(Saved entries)
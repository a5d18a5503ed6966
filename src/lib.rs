//! # qirust
//!
//! A Rust library for encoding text into QR codes.
//!
//! `qirust` encodes text or binary data into QR Code Model 2 symbols, versions 1 to 40, at any
//! of the four error correction levels. The whole input is carried in a single segment whose
//! mode (numeric, alphanumeric or byte) is the cheapest one able to represent it, and the mask
//! pattern is chosen by the caller. Finished symbols can be rendered as text, SVG or images.
//!
//! ## Features
//!
//! - Encode data in numeric, alphanumeric or byte (UTF-8) mode.
//! - Support four error correction levels: Low, Medium, Quartile, High.
//! - Render QR codes as text with custom symbols, PNG images, SVGs, or in-memory image buffers.
//! - Read the format and version information back out of a finished symbol.
//! - Safe Rust implementation with no unsafe code.
//!
//! ## Installation
//!
//! Add to your `Cargo.toml`:
//!
//! ```toml
//! [dependencies]
//! qirust = "0.2" # Replace with the latest version
//! ```
//!
//! ## Example
//!
//! Render a symbol as text, one line per module row:
//!
//! ```rust
//! use qirust::QrCodeEcc;
//!
//! let text = qirust::encode("HELLO WORLD", QrCodeEcc::Medium, 0, "##", "  ").unwrap();
//! assert_eq!(text.lines().count(), 21);
//! ```
//!
//! Generate an in-memory image buffer:
//!
//! ```rust
//! use qirust::helper::generate_image_buffer;
//!
//! let img = generate_image_buffer("Hello, World!").unwrap();
//! assert_eq!(img.dimensions(), (29, 29));
//! ```
//!
//! ## Modules
//!
//! - [`qrcode`]: The encoding pipeline and the finished [`QrCode`].
//! - [`segment`], [`bitstream`], [`reed_solomon`], [`matrix`], [`placement`]: the pipeline stages.
//! - [`gf256`], [`tables`]: field arithmetic and reference tables.
//! - [`helper`]: Utilities for rendering QR codes in various formats.

#![forbid(unsafe_code)]

pub mod bitstream;
pub mod error;
pub mod gf256;
pub mod helper;
pub mod matrix;
pub mod options;
pub mod placement;
pub mod qrcode;
pub mod reed_solomon;
pub mod segment;
pub mod tables;

pub use error::{QrError, Result};
pub use options::EncodeOptions;
pub use qrcode::{Mask, QrCode, QrCodeEcc, Version};
pub use segment::{QrSegment, QrSegmentMode};

/// Encodes `text` and renders the symbol, one line per module row.
///
/// Dark modules are drawn as `fill` and light modules as `clear`; every row ends with `\n`.
///
/// # Errors
///
/// [`QrError::InvalidMask`] if `mask` is above 7, [`QrError::CapacityExceeded`] if no
/// version holds the text at `ecl`.
pub fn encode(text: &str, ecl: QrCodeEcc, mask: u8, fill: &str, clear: &str) -> Result<String> {
    let mask = Mask::try_from(mask)?;
    let qr = QrCode::encode_text(text, ecl, mask)?;
    Ok(helper::to_text_string(&qr, fill, clear))
}

/// Same as [`encode`], taking its parameters from `opts`.
pub fn encode_with(text: &str, opts: &EncodeOptions) -> Result<String> {
    encode(text, opts.ecl, opts.mask, &opts.fill, &opts.clear)
}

# GOAL OF THE EXERCISE:
Out of the data above, give again only the lines starting at the one holding "clear: &str) ->" and ending at the one holding "taking its parameters", unchanged.

# COMPLETED TASK:
pub fn encode(text: &str, ecl: QrCodeEcc, mask: u8, fill: &str, clear: &str) -> Result<String> {
    let mask = Mask::try_from(mask)?;
    let qr = QrCode::encode_text(text, ecl, mask)?;
    Ok(helper::to_text_string(&qr, fill, clear))
}

/// Same as [`encode`], taking its parameters from `opts`.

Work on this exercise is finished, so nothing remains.